A membership renewal drive for the Friends of the Santa Ana Zoo had revenues of $15,279, of which the organization got $2,433, or less than 16 percent,” according to the O.C. Register.
The Friends of the Santa Ana Zoo offered up a lame excuse that the fee was paid to a company that helped them get renewal memberships.
Cathi Decker, the executive director of the Friends of Santa Ana Zoo, said that they use Comnet, a membership telemarketing company that most Association of Zoos and Aquariums organizations use for membership renewals.
“It is NOT a FUNDRAISING company,” she told the O.C. Register by email. “Unfortunately they get categorized together but are completely separate, apples to oranges. FOSAZ does not pay Comnet hourly; they are paid a percentage of each expired Membership that they are able to renew. They track a good ROI (return on investment) for us and for the other AZA zoos they work for. FOSAZ does not hire them to do fundraising, nor have we ever. They are solely focused on renewing previously paid Memberships.”
A good ROI? In this case the Friends of the Santa Ana Zoo only got back 16 percent of the cost of the renewal memberships. How the heck is that a good ROI?
I predicted constant fee hikes at the Santa Ana Zoo back in 2008 – when the cost for an adult entry was $6 – and that was after a fee hike. I believe it was $4 as recently as 2007. It is now $8 and kids have to pay $5. I suspect the fees will be going up again next year.
Did you know that the Irvine Zoo, which is run by the County of Orange, only charges $2 admission? Yes, you also have to pay a $3 vehicle admission fee. But that is still a far better deal than what the Santa Ana Zoo is charging.

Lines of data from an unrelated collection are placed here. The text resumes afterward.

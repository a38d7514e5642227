// Metric sinks

use chrono::{DateTime, Utc};
use std::collections::BTreeMap;
use std::io::Write;

/// Receives metrics and non-fatal per-line errors from a collection pass
#[cfg_attr(test, mockall::automock)]
pub trait Accumulator {
    fn add_fields(
        &mut self,
        measurement: &str,
        fields: BTreeMap<String, i64>,
        tags: BTreeMap<String, String>,
        timestamp: DateTime<Utc>,
    );

    fn add_error(&mut self, error: anyhow::Error);
}

/// A single metric row as handed to an accumulator
#[derive(Debug, Clone, PartialEq)]
pub struct Metric {
    pub measurement: String,
    pub tags: BTreeMap<String, String>,
    pub fields: BTreeMap<String, i64>,
    pub timestamp: DateTime<Utc>,
}

impl Metric {
    /// Render as one line of InfluxDB line protocol (without trailing newline)
    pub fn to_line_protocol(&self) -> String {
        let mut line = escape(&self.measurement, &[',', ' ']);

        for (key, value) in &self.tags {
            // Empty tag values are invalid in line protocol
            if value.is_empty() {
                continue;
            }
            line.push(',');
            line.push_str(&escape(key, &[',', '=', ' ']));
            line.push('=');
            line.push_str(&escape(value, &[',', '=', ' ']));
        }

        let fields: Vec<String> = self
            .fields
            .iter()
            .map(|(key, value)| format!("{}={}i", escape(key, &[',', '=', ' ']), value))
            .collect();
        line.push(' ');
        line.push_str(&fields.join(","));

        if let Some(nanos) = self.timestamp.timestamp_nanos_opt() {
            line.push(' ');
            line.push_str(&nanos.to_string());
        }

        line
    }
}

fn escape(value: &str, special: &[char]) -> String {
    let mut escaped = String::with_capacity(value.len());
    for c in value.chars() {
        if special.contains(&c) || c == '\\' {
            escaped.push('\\');
        }
        escaped.push(c);
    }
    escaped
}

/// Writes metrics as line protocol and logs errors through tracing
pub struct LineProtocolSink<W: Write> {
    writer: W,
    metrics_written: usize,
    errors_seen: usize,
}

impl<W: Write> LineProtocolSink<W> {
    pub fn new(writer: W) -> Self {
        Self {
            writer,
            metrics_written: 0,
            errors_seen: 0,
        }
    }

    pub fn metrics_written(&self) -> usize {
        self.metrics_written
    }

    pub fn errors_seen(&self) -> usize {
        self.errors_seen
    }

    pub fn into_inner(self) -> W {
        self.writer
    }
}

impl<W: Write> Accumulator for LineProtocolSink<W> {
    fn add_fields(
        &mut self,
        measurement: &str,
        fields: BTreeMap<String, i64>,
        tags: BTreeMap<String, String>,
        timestamp: DateTime<Utc>,
    ) {
        let metric = Metric {
            measurement: measurement.to_string(),
            tags,
            fields,
            timestamp,
        };

        match writeln!(self.writer, "{}", metric.to_line_protocol()) {
            Ok(()) => self.metrics_written += 1,
            Err(e) => tracing::error!("Failed to write metric: {}", e),
        }
    }

    fn add_error(&mut self, error: anyhow::Error) {
        self.errors_seen += 1;
        tracing::warn!("{}", error);
    }
}

/// Keeps everything in memory; useful for embedding and tests
#[derive(Debug, Default)]
pub struct MemoryAccumulator {
    pub metrics: Vec<Metric>,
    pub errors: Vec<anyhow::Error>,
}

impl Accumulator for MemoryAccumulator {
    fn add_fields(
        &mut self,
        measurement: &str,
        fields: BTreeMap<String, i64>,
        tags: BTreeMap<String, String>,
        timestamp: DateTime<Utc>,
    ) {
        self.metrics.push(Metric {
            measurement: measurement.to_string(),
            tags,
            fields,
            timestamp,
        });
    }

    fn add_error(&mut self, error: anyhow::Error) {
        self.errors.push(error);
    }
}

#[cfg(test)]
mod tests {
    use super::*;
    use chrono::TimeZone;

    fn sample_metric() -> Metric {
        Metric {
            measurement: "systemd_units".to_string(),
            tags: BTreeMap::from([
                ("name".to_string(), "foo.service".to_string()),
                ("state".to_string(), "enabled".to_string()),
                ("load".to_string(), "loaded".to_string()),
                ("sub".to_string(), "running".to_string()),
            ]),
            fields: BTreeMap::from([
                ("load_code".to_string(), 0),
                ("active_code".to_string(), 0),
                ("sub_code".to_string(), 0),
                ("state_code".to_string(), 1),
            ]),
            timestamp: Utc.timestamp_opt(1_700_000_000, 5).unwrap(),
        }
    }

    #[test]
    fn test_line_protocol_format() {
        assert_eq!(
            sample_metric().to_line_protocol(),
            "systemd_units,load=loaded,name=foo.service,state=enabled,sub=running \
             active_code=0i,load_code=0i,state_code=1i,sub_code=0i 1700000000000000005"
        );
    }

    #[test]
    fn test_line_protocol_escapes_tags() {
        let mut metric = sample_metric();
        metric
            .tags
            .insert("name".to_string(), "dev-disk-by\\x2dlabel a,b=c.device".to_string());
        let line = metric.to_line_protocol();
        assert!(line.contains("name=dev-disk-by\\\\x2dlabel\\ a\\,b\\=c.device,"));
    }

    #[test]
    fn test_line_protocol_skips_empty_tags() {
        let mut metric = sample_metric();
        metric.tags.insert("sub".to_string(), String::new());
        assert!(!metric.to_line_protocol().contains("sub="));
    }

    #[test]
    fn test_sink_counts_and_writes() {
        let mut sink = LineProtocolSink::new(Vec::new());
        let metric = sample_metric();
        sink.add_fields(
            &metric.measurement,
            metric.fields.clone(),
            metric.tags.clone(),
            metric.timestamp,
        );
        sink.add_error(anyhow::anyhow!("bad line"));

        assert_eq!(sink.metrics_written(), 1);
        assert_eq!(sink.errors_seen(), 1);

        let written = String::from_utf8(sink.into_inner()).unwrap();
        assert_eq!(written, format!("{}\n", metric.to_line_protocol()));
    }
}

What happened to the Santa Ana Zoo? Back in 2008, I called it the “Bowersization” of the Santa Ana Zoo. The Bowers Museum used to be dedicated to local O.C. history, and it heavily emphasized Native Americans and the Spanish who settled this area. It was quite inexpensive to visit the Bowers back then. Now it is a “World Class” museum and it is no longer a cheap visit, although the Target Corporation does sponsor a free day once a month (it was this Sunday).
The Santa Ana Zoo also sponsors a free day, for local residents. I fought for years to move it from a Tuesday, when working folks could not visit the Zoo as it closes at 5 pm, to a Sunday. That change finally happened, no thanks to the Friends of the Santa Ana Zoo. Santa Ana Parks and Recreation Agency Director Gerardo Mouet was the one who hammered through that change. I spoke to a member of the Friends last weekend and he admitted that the change to a free Sunday has been a positive one for the Zoo and for the community, as I predicted it would be.
The Santa Ana Zoo unfortunately has gone down the Bowers road of late. They spent a fortune to build the Las Pampas exhibit, which is dedicated to wildlife from South America, and they added an Amazon exhibit and a bird exhibit that also weren’t cheap. Now they are talking about adding an Ocelot exhibit too.
The Santa Ana Zoo sits on land owned by the City of Santa Ana. The land is part of Prentice Park. In the early 1900’s, J.E. Prentice moved to Santa Ana with the vision that this part of California had great possibilities. He arrived as a horse and mule trader. Mr. Prentice later began citrus ranching and expanded his holdings. Within a few years, he became one of Santa Ana’s wealthiest men. In 1949, he donated 12 acres of his citrus ranch to Santa Ana for a park. With this donation, he stipulated that the city must keep at least 50 monkeys at all times.
Prentice said of the Zoo, “I like it just like this. It’s a casual little zoo…”
Well, it was. Now it isn’t – and there is no end in sight. I fully expect that the Zoo will be charging $10 admission by next summer, while the Irvine Zoo charges $2.
Now the Friends of the Santa Ana Zoo want to take over the Zoo entirely. I am not sure that is a good idea. I think we might be better off combining with the Irvine Zoo into one County Zoo with two properties. The County has already proven that they can run a Zoo for far less than what is being spent at the Santa Ana Zoo.
Then there is the diversity problem. The Friends of the Santa Ana Zoo have a total of 26 board members, on three different boards. Of that group two are minorities. That’s right – just two. This has been a problem for years and it hasn’t improved much at all.
The OC Parks Commission appears to be all-white too, but that is because we have an all-Republican Board of Supervisors. Perhaps that will change if the Democrats can find someone to knock off Supervisor Janet Nguyen next year.